People and organisations
- Minister-President: Stephan Weil
- Deputy Minister-President: Julia Hamburg
- No. of ministers: 10
- Member parties: Social Democratic Party Alliance 90/The Greens
- Status in legislature: Coalition government (Majority)
- Opposition parties: Christian Democratic Union Alternative for Germany

History
- Election: 2022 Lower Saxony state election
- Legislature term: 19th Landtag of Lower Saxony
- Predecessor: Second Weil cabinet
- Successor: Lies Cabinet

= Cabinet Weil III =

State government of Lower Saxony

The third Weil cabinet was the state government of Lower Saxony from 8 November 2022 to 20 May 2025, after Stephan Weil was elected as Minister-President of Lower Saxony by the members of the Landtag of Lower Saxony. It was the 30th Cabinet of Lower Saxony.

It was formed after the 2022 Lower Saxony state election by the Social Democratic Party (SPD) and Alliance 90/The Greens (GRÜNE). Excluding the Minister-President, the cabinet comprises ten ministers. Six are members of the SPD and four are members of the Greens.

== Formation ==

The previous cabinet was a coalition government of the SPD and Christian Democratic Union (CDU) led by Minister-President Stephan Weil of the SPD.

The election took place on 9 October 2022, and resulted in losses for both governing parties. The SPD remained the largest party and increased its lead over the CDU. The opposition Greens increased their vote share to a record 14.5%, while the AfD also improved to 11%.

Overall, the incumbent coalition retained its majority.
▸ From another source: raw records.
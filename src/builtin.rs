use crate::command::{CommandFactory, CommandResult, ExecutableCommand, ExitCode, Outcome};
use crate::env::Environment;
use crate::interpreter::Factory;
use anyhow::Result;
use argh::{EarlyExit, FromArgs};
use std::io::{self, Write};

/// Names of every builtin, the fixed table consulted before `PATH`.
pub const BUILTIN_NAMES: [&str; 5] = ["exit", "echo", "type", "pwd", "cd"];

/// Exact, case-sensitive builtin name check.
pub fn is_builtin(name: &str) -> bool {
    BUILTIN_NAMES.contains(&name)
}

/// Built-in commands known to the shell at compile time.
///
/// Builtins run in-process. Whatever they write to `stdout` and `stderr` is
/// captured into the [`CommandResult`] of the invocation.
pub(crate) trait BuiltinCommand: Sized {
    /// Canonical name of the command, e.g. "echo" or "cd".
    fn name() -> &'static str;

    /// Build the command from its arguments.
    ///
    /// `Err` carries help or usage text, see [`EarlyExit`].
    fn parse(name: &str, args: &[&str]) -> Result<Self, EarlyExit>;

    /// Executes the command using the capture buffers and environment.
    ///
    /// Return value should follow shell conventions: 0 for success, non-zero for error.
    fn execute(
        self,
        stdout: &mut dyn Write,
        stderr: &mut dyn Write,
        env: &mut Environment,
    ) -> Result<ExitCode>;
}

impl<T: BuiltinCommand> ExecutableCommand for T {
    fn execute(self: Box<Self>, env: &mut Environment) -> Result<Outcome> {
        let mut stdout = Vec::new();
        let mut stderr = Vec::new();
        let exit_code = <T as BuiltinCommand>::execute(*self, &mut stdout, &mut stderr, env)?;
        Ok(Outcome::Continue(CommandResult::new(
            String::from_utf8_lossy(&stdout),
            String::from_utf8_lossy(&stderr),
            exit_code,
        )))
    }
}

/// Help or usage error reported by the argument parser instead of running a builtin.
struct InvalidArgs {
    output: String,
    is_error: bool,
}

impl From<EarlyExit> for InvalidArgs {
    fn from(EarlyExit { output, status }: EarlyExit) -> Self {
        Self {
            output,
            is_error: status.is_err(),
        }
    }
}

impl ExecutableCommand for InvalidArgs {
    fn execute(self: Box<Self>, _env: &mut Environment) -> Result<Outcome> {
        let output = self.output.trim_end();
        Ok(Outcome::Continue(if self.is_error {
            CommandResult::error(output)
        } else {
            CommandResult::success(output)
        }))
    }
}

impl<T: BuiltinCommand + 'static> CommandFactory for Factory<T> {
    fn try_create(
        &self,
        _env: &mut Environment,
        name: &str,
        args: &[String],
    ) -> Result<Option<Box<dyn ExecutableCommand>>> {
        if name != T::name() {
            return Ok(None);
        }
        let args: Vec<&str> = args.iter().map(String::as_str).collect();
        Ok(Some(match T::parse(name, &args) {
            Ok(cmd) => Box::new(cmd),
            Err(early_exit) => Box::new(InvalidArgs::from(early_exit)),
        }))
    }
}

#[derive(FromArgs)]
/// Print the current working directory to standard output.
pub struct Pwd {}

impl BuiltinCommand for Pwd {
    fn name() -> &'static str {
        "pwd"
    }

    fn parse(name: &str, args: &[&str]) -> Result<Self, EarlyExit> {
        Self::from_args(&[name], args)
    }

    fn execute(
        self,
        stdout: &mut dyn Write,
        _stderr: &mut dyn Write,
        env: &mut Environment,
    ) -> Result<ExitCode> {
        write!(stdout, "{}", env.current_dir().display())?;
        Ok(0)
    }
}

#[derive(FromArgs)]
/// Change the current working directory.
/// If no target is provided, changes to the home directory.
pub struct Cd {
    #[argh(positional)]
    /// directory to switch to; absolute, relative to the current directory, or starting with ~. Defaults to the home directory.
    pub target: Option<String>,
}

impl BuiltinCommand for Cd {
    fn name() -> &'static str {
        "cd"
    }

    fn parse(name: &str, args: &[&str]) -> Result<Self, EarlyExit> {
        Self::from_args(&[name], args)
    }

    fn execute(
        self,
        _stdout: &mut dyn Write,
        stderr: &mut dyn Write,
        env: &mut Environment,
    ) -> Result<ExitCode> {
        let target = self.target.unwrap_or_else(|| "~".to_string());
        if target.starts_with('~') && env.home_dir().is_none() {
            write!(stderr, "cd: HOME not set")?;
            return Ok(1);
        }

        match env.change_dir(&target) {
            Ok(()) => Ok(0),
            Err(e) if e.kind() == io::ErrorKind::NotFound => {
                write!(stderr, "cd: {}: No such file or directory", target)?;
                Ok(1)
            }
            Err(e) if e.kind() == io::ErrorKind::NotADirectory => {
                write!(stderr, "cd: {}: Not a directory", target)?;
                Ok(1)
            }
            Err(e) => Err(anyhow::Error::new(e).context(format!("cd: {}", target))),
        }
    }
}

/// Write the arguments to standard output, separated by single spaces.
///
/// Arguments are printed as given; nothing is interpreted as an option.
pub struct Echo {
    pub args: Vec<String>,
}

impl BuiltinCommand for Echo {
    fn name() -> &'static str {
        "echo"
    }

    fn parse(_name: &str, args: &[&str]) -> Result<Self, EarlyExit> {
        Ok(Self {
            args: args.iter().map(|arg| arg.to_string()).collect(),
        })
    }

    fn execute(
        self,
        stdout: &mut dyn Write,
        _stderr: &mut dyn Write,
        _env: &mut Environment,
    ) -> Result<ExitCode> {
        write!(stdout, "{}", self.args.join(" "))?;
        Ok(0)
    }
}

#[derive(FromArgs)]
/// Tell how a command name would be interpreted.
pub struct Type {
    #[argh(positional)]
    /// the command name to look up.
    pub name: Option<String>,
}

impl BuiltinCommand for Type {
    fn name() -> &'static str {
        "type"
    }

    fn parse(name: &str, args: &[&str]) -> Result<Self, EarlyExit> {
        Self::from_args(&[name], args)
    }

    fn execute(
        self,
        stdout: &mut dyn Write,
        stderr: &mut dyn Write,
        env: &mut Environment,
    ) -> Result<ExitCode> {
        let Some(name) = self.name else {
            write!(stderr, "type: missing operand")?;
            return Ok(1);
        };

        if is_builtin(&name) {
            write!(stdout, "{} is a shell builtin", name)?;
        } else {
            match env.find_executable(&name)? {
                Some(path) => write!(stdout, "{} is {}", name, path.display())?,
                None => write!(stdout, "{}: not found", name)?,
            }
        }
        Ok(0)
    }
}

#[derive(FromArgs)]
/// Exit the shell.
pub struct Exit {
    #[argh(positional)]
    /// exit status of the shell, 0 when omitted.
    pub code: Option<String>,
}

impl ExecutableCommand for Exit {
    fn execute(self: Box<Self>, _env: &mut Environment) -> Result<Outcome> {
        let Some(code) = self.code else {
            return Ok(Outcome::Terminate(0));
        };
        Ok(match code.parse::<ExitCode>() {
            Ok(code) => Outcome::Terminate(code),
            Err(_) => Outcome::Continue(CommandResult::error(format!(
                "exit: {}: numeric argument required",
                code
            ))),
        })
    }
}

impl CommandFactory for Factory<Exit> {
    fn try_create(
        &self,
        _env: &mut Environment,
        name: &str,
        args: &[String],
    ) -> Result<Option<Box<dyn ExecutableCommand>>> {
        if name != "exit" {
            return Ok(None);
        }
        let args: Vec<&str> = args.iter().map(String::as_str).collect();
        Ok(Some(match Exit::from_args(&[name], &args) {
            Ok(cmd) => Box::new(cmd),
            Err(early_exit) => Box::new(InvalidArgs::from(early_exit)),
        }))
    }
}

#[cfg(test)]
mod tests {
    use super::*;
    use crate::config::ShellConfig;
    use std::collections::HashMap;
    use std::fs;
    use std::path::{Path, PathBuf};

    fn make_env(current_dir: &Path, home: Option<&Path>) -> Environment {
        let mut vars = HashMap::new();
        if let Some(home) = home {
            vars.insert("HOME".to_string(), home.to_string_lossy().to_string());
        }
        if let Ok(path) = std::env::var("PATH") {
            vars.insert("PATH".to_string(), path);
        }
        Environment::from_parts(vars, current_dir.to_path_buf(), ShellConfig::default())
    }

    fn run<T: BuiltinCommand>(cmd: T, env: &mut Environment) -> (String, String, ExitCode) {
        let mut out = Vec::new();
        let mut err = Vec::new();
        let code = BuiltinCommand::execute(cmd, &mut out, &mut err, env).unwrap();
        (
            String::from_utf8(out).unwrap(),
            String::from_utf8(err).unwrap(),
            code,
        )
    }

    fn canonical_temp_dir() -> (tempfile::TempDir, PathBuf) {
        let temp = tempfile::tempdir().expect("failed to create temp dir");
        let canonical = fs::canonicalize(temp.path()).expect("canonicalize failed");
        (temp, canonical)
    }

    #[test]
    fn test_pwd_prints_current_dir() {
        let (_temp, dir) = canonical_temp_dir();
        let mut env = make_env(&dir, None);

        let (out, err, code) = run(Pwd {}, &mut env);

        assert_eq!(out, dir.to_string_lossy());
        assert_eq!(err, "");
        assert_eq!(code, 0);
    }

    #[test]
    fn test_echo_joins_with_single_space() {
        let (_temp, dir) = canonical_temp_dir();
        let mut env = make_env(&dir, None);

        let echo = Echo::parse("echo", &["hello", "world", "-n", "--help"]).ok().unwrap();
        let (out, _, code) = run(echo, &mut env);

        assert_eq!(out, "hello world -n --help");
        assert_eq!(code, 0);

        let (out, _, code) = run(Echo { args: Vec::new() }, &mut env);
        assert_eq!(out, "");
        assert_eq!(code, 0);
    }

    #[test]
    fn test_cd_to_absolute_path() {
        let (_temp, dir) = canonical_temp_dir();
        let (_other, target) = canonical_temp_dir();
        let mut env = make_env(&dir, None);

        let cmd = Cd {
            target: Some(target.to_string_lossy().to_string()),
        };
        let (_, err, code) = run(cmd, &mut env);

        assert_eq!(code, 0);
        assert_eq!(err, "");
        assert_eq!(env.current_dir(), target);
    }

    #[test]
    fn test_cd_to_home_when_none() {
        let (_temp, dir) = canonical_temp_dir();
        let (_home, home) = canonical_temp_dir();
        let mut env = make_env(&dir, Some(&home));

        let (_, _, code) = run(Cd { target: None }, &mut env);

        assert_eq!(code, 0);
        assert_eq!(env.current_dir(), home);
    }

    #[test]
    fn test_cd_nonexistent_path_reports_error() {
        let (_temp, dir) = canonical_temp_dir();
        let mut env = make_env(&dir, None);

        let cmd = Cd {
            target: Some("nonexistent".to_string()),
        };
        let (out, err, code) = run(cmd, &mut env);

        assert_eq!(out, "");
        assert_eq!(err, "cd: nonexistent: No such file or directory");
        assert_eq!(code, 1);
        assert_eq!(env.current_dir(), dir);
    }

    #[test]
    fn test_cd_into_file_reports_error() {
        let (_temp, dir) = canonical_temp_dir();
        fs::write(dir.join("plain.txt"), "data").unwrap();
        let mut env = make_env(&dir, None);

        let cmd = Cd {
            target: Some("plain.txt".to_string()),
        };
        let (_, err, code) = run(cmd, &mut env);

        assert_eq!(err, "cd: plain.txt: Not a directory");
        assert_eq!(code, 1);
        assert_eq!(env.current_dir(), dir);
    }

    #[test]
    fn test_type_builtin() {
        let (_temp, dir) = canonical_temp_dir();
        let mut env = make_env(&dir, None);

        for name in BUILTIN_NAMES {
            let cmd = Type {
                name: Some(name.to_string()),
            };
            let (out, _, code) = run(cmd, &mut env);
            assert_eq!(out, format!("{} is a shell builtin", name));
            assert_eq!(code, 0);
        }
    }

    #[test]
    fn test_type_not_found() {
        let (_temp, dir) = canonical_temp_dir();
        let mut env = make_env(&dir, None);

        let cmd = Type {
            name: Some("nonexistent_command_xyz".to_string()),
        };
        let (out, err, code) = run(cmd, &mut env);

        assert_eq!(out, "nonexistent_command_xyz: not found");
        assert_eq!(err, "");
        assert_eq!(code, 0);
    }

    #[cfg(unix)]
    #[test]
    fn test_type_external_reports_path() {
        let (_temp, dir) = canonical_temp_dir();
        let mut env = make_env(&dir, None);

        let (out, _, code) = run(Type { name: Some("sh".into()) }, &mut env);

        assert!(out.starts_with("sh is /"), "unexpected output: {}", out);
        assert!(out.ends_with("/sh"));
        assert_eq!(code, 0);
    }

    #[test]
    fn test_type_missing_operand() {
        let (_temp, dir) = canonical_temp_dir();
        let mut env = make_env(&dir, None);

        let (out, err, code) = run(Type { name: None }, &mut env);

        assert_eq!(out, "");
        assert_eq!(err, "type: missing operand");
        assert_eq!(code, 1);
    }

    #[test]
    fn test_exit_codes() {
        let (_temp, dir) = canonical_temp_dir();
        let mut env = make_env(&dir, None);

        let outcome = Box::new(Exit { code: None }).execute(&mut env).unwrap();
        assert_eq!(outcome, Outcome::Terminate(0));

        let outcome = Box::new(Exit { code: Some("3".into()) }).execute(&mut env).unwrap();
        assert_eq!(outcome, Outcome::Terminate(3));

        let outcome = Box::new(Exit { code: Some("abc".into()) }).execute(&mut env).unwrap();
        assert_eq!(
            outcome,
            Outcome::Continue(CommandResult::error("exit: abc: numeric argument required"))
        );
    }

    #[test]
    fn test_factory_matches_exact_name_only() {
        let (_temp, dir) = canonical_temp_dir();
        let mut env = make_env(&dir, None);

        let factory = Factory::<Pwd>::default();
        assert!(factory.try_create(&mut env, "PWD", &[]).unwrap().is_none());
        assert!(factory.try_create(&mut env, "pwd", &[]).unwrap().is_some());
    }

    #[test]
    fn test_unexpected_argument_is_usage_error() {
        let (_temp, dir) = canonical_temp_dir();
        let mut env = make_env(&dir, None);

        let cmd = Factory::<Pwd>::default()
            .try_create(&mut env, "pwd", &["extra".to_string()])
            .unwrap()
            .unwrap();
        match cmd.execute(&mut env).unwrap() {
            Outcome::Continue(result) => {
                assert_eq!(result.exit_code, 1);
                assert!(result.stderr.contains("extra"), "stderr: {}", result.stderr);
            }
            other => panic!("Expected a result, got {:?}", other),
        }
    }

    #[test]
    fn test_help_is_printed_on_stdout() {
        let (_temp, dir) = canonical_temp_dir();
        let mut env = make_env(&dir, None);

        let cmd = Factory::<Cd>::default()
            .try_create(&mut env, "cd", &["--help".to_string()])
            .unwrap()
            .unwrap();
        match cmd.execute(&mut env).unwrap() {
            Outcome::Continue(result) => {
                assert!(result.is_success());
                assert!(result.stdout.starts_with("Usage: cd"), "stdout: {}", result.stdout);
            }
            other => panic!("Expected a result, got {:?}", other),
        }
        assert_eq!(env.current_dir(), dir);
    }
}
Minister-President Weil ruled out continuing the grand coalition and voiced his preference for a coalition with the Greens. Four days after the election on 13 October, the SPD and Greens agreed to preliminary discussions, with the goal of finalising government negotiations by 3 November. Formal coalition talks began on schedule on 26 October and concluded successfully just a few days later on 31 October. The coalition pact was approved by both parties and signed on 7 November.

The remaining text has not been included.